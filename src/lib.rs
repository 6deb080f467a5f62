//! Onboarding Chat: scripted conversational onboarding.

pub mod channels;
pub mod config;
pub mod error;
pub mod onboarding;
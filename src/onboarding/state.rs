//! Onboarding steps: which question the user is currently answering.

use serde::{Deserialize, Serialize};

/// The steps of the onboarding conversation.
///
/// Progresses linearly: Welcome → EmailInput → (CompanyCheck) →
/// PasswordInput → BusinessType → CompanySize → UseCase → Confirmation →
/// Complete. `CompanyCheck` is only visited for consumer email domains.
#[derive(Debug, Clone, Copy, PartialEq, Eq, Hash, Serialize, Deserialize)]
#[serde(rename_all = "snake_case")]
pub enum FlowStep {
    Welcome,
    /// Declared for a separate login/signup chooser that no transition
    /// produces. Kept so serialized step names stay stable.
    AuthChoice,
    EmailInput,
    CompanyCheck,
    PasswordInput,
    BusinessType,
    CompanySize,
    UseCase,
    Confirmation,
    Complete,
}

/// What kind of input the presentation layer should offer at a step.
#[derive(Debug, Clone, Copy, PartialEq, Eq, Serialize, Deserialize)]
#[serde(rename_all = "snake_case")]
pub enum InputKind {
    Text,
    /// Free text that should be masked when echoed.
    Password,
    Buttons,
    /// No input is accepted.
    None,
}

impl FlowStep {
    /// Check if moving from `self` to `target` is a transition the flow defines.
    pub fn can_transition_to(&self, target: FlowStep) -> bool {
        use FlowStep::*;
        matches!(
            (self, target),
            (Welcome, EmailInput)
                | (EmailInput, CompanyCheck)
                | (EmailInput, PasswordInput)
                | (CompanyCheck, PasswordInput)
                | (PasswordInput, BusinessType)
                | (BusinessType, CompanySize)
                | (CompanySize, UseCase)
                | (UseCase, Confirmation)
                | (Confirmation, Complete)
        )
    }

    /// Whether this step is terminal (onboarding is done).
    pub fn is_terminal(&self) -> bool {
        matches!(self, Self::Complete)
    }

    /// The input the user is expected to provide at this step.
    pub fn input_kind(&self) -> InputKind {
        use FlowStep::*;
        match self {
            Welcome | BusinessType | CompanySize | UseCase | Confirmation => InputKind::Buttons,
            EmailInput | CompanyCheck => InputKind::Text,
            PasswordInput => InputKind::Password,
            AuthChoice | Complete => InputKind::None,
        }
    }

    /// Whether free-text submissions are handled (rather than just echoed).
    pub fn accepts_text(&self) -> bool {
        matches!(self.input_kind(), InputKind::Text | InputKind::Password)
    }
}

impl Default for FlowStep {
    fn default() -> Self {
        Self::Welcome
    }
}

impl std::fmt::Display for FlowStep {
    fn fmt(&self, f: &mut std::fmt::Formatter<'_>) -> std::fmt::Result {
        let s = match self {
            Self::Welcome => "welcome",
            Self::AuthChoice => "auth_choice",
            Self::EmailInput => "email_input",
            Self::CompanyCheck => "company_check",
            Self::PasswordInput => "password_input",
            Self::BusinessType => "business_type",
            Self::CompanySize => "company_size",
            Self::UseCase => "use_case",
            Self::Confirmation => "confirmation",
            Self::Complete => "complete",
        };
        write!(f, "{s}")
    }
}

impl std::fmt::Display for InputKind {
    fn fmt(&self, f: &mut std::fmt::Formatter<'_>) -> std::fmt::Result {
        let s = match self {
            Self::Text => "text",
            Self::Password => "password",
            Self::Buttons => "buttons",
            Self::None => "none",
        };
        write!(f, "{s}")
    }
}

• _YOUR OBJECTIVE_
Your task for the entries above: copy exactly the span starting with the line with "EmailInput → (CompanyCheck) →" and going on through the line with "Eq, Serialize, Deserialize)]", both lines included, and nothing else.

• _SOLUTION FOR THIS TASK_
/// Progresses linearly: Welcome → EmailInput → (CompanyCheck) →
/// PasswordInput → BusinessType → CompanySize → UseCase → Confirmation →
/// Complete. `CompanyCheck` is only visited for consumer email domains.
#[derive(Debug, Clone, Copy, PartialEq, Eq, Hash, Serialize, Deserialize)]
#[serde(rename_all = "snake_case")]
pub enum FlowStep {
    Welcome,
    /// Declared for a separate login/signup chooser that no transition
    /// produces. Kept so serialized step names stay stable.
    AuthChoice,
    EmailInput,
    CompanyCheck,
    PasswordInput,
    BusinessType,
    CompanySize,
    UseCase,
    Confirmation,
    Complete,
}

/// What kind of input the presentation layer should offer at a step.
#[derive(Debug, Clone, Copy, PartialEq, Eq, Serialize, Deserialize)]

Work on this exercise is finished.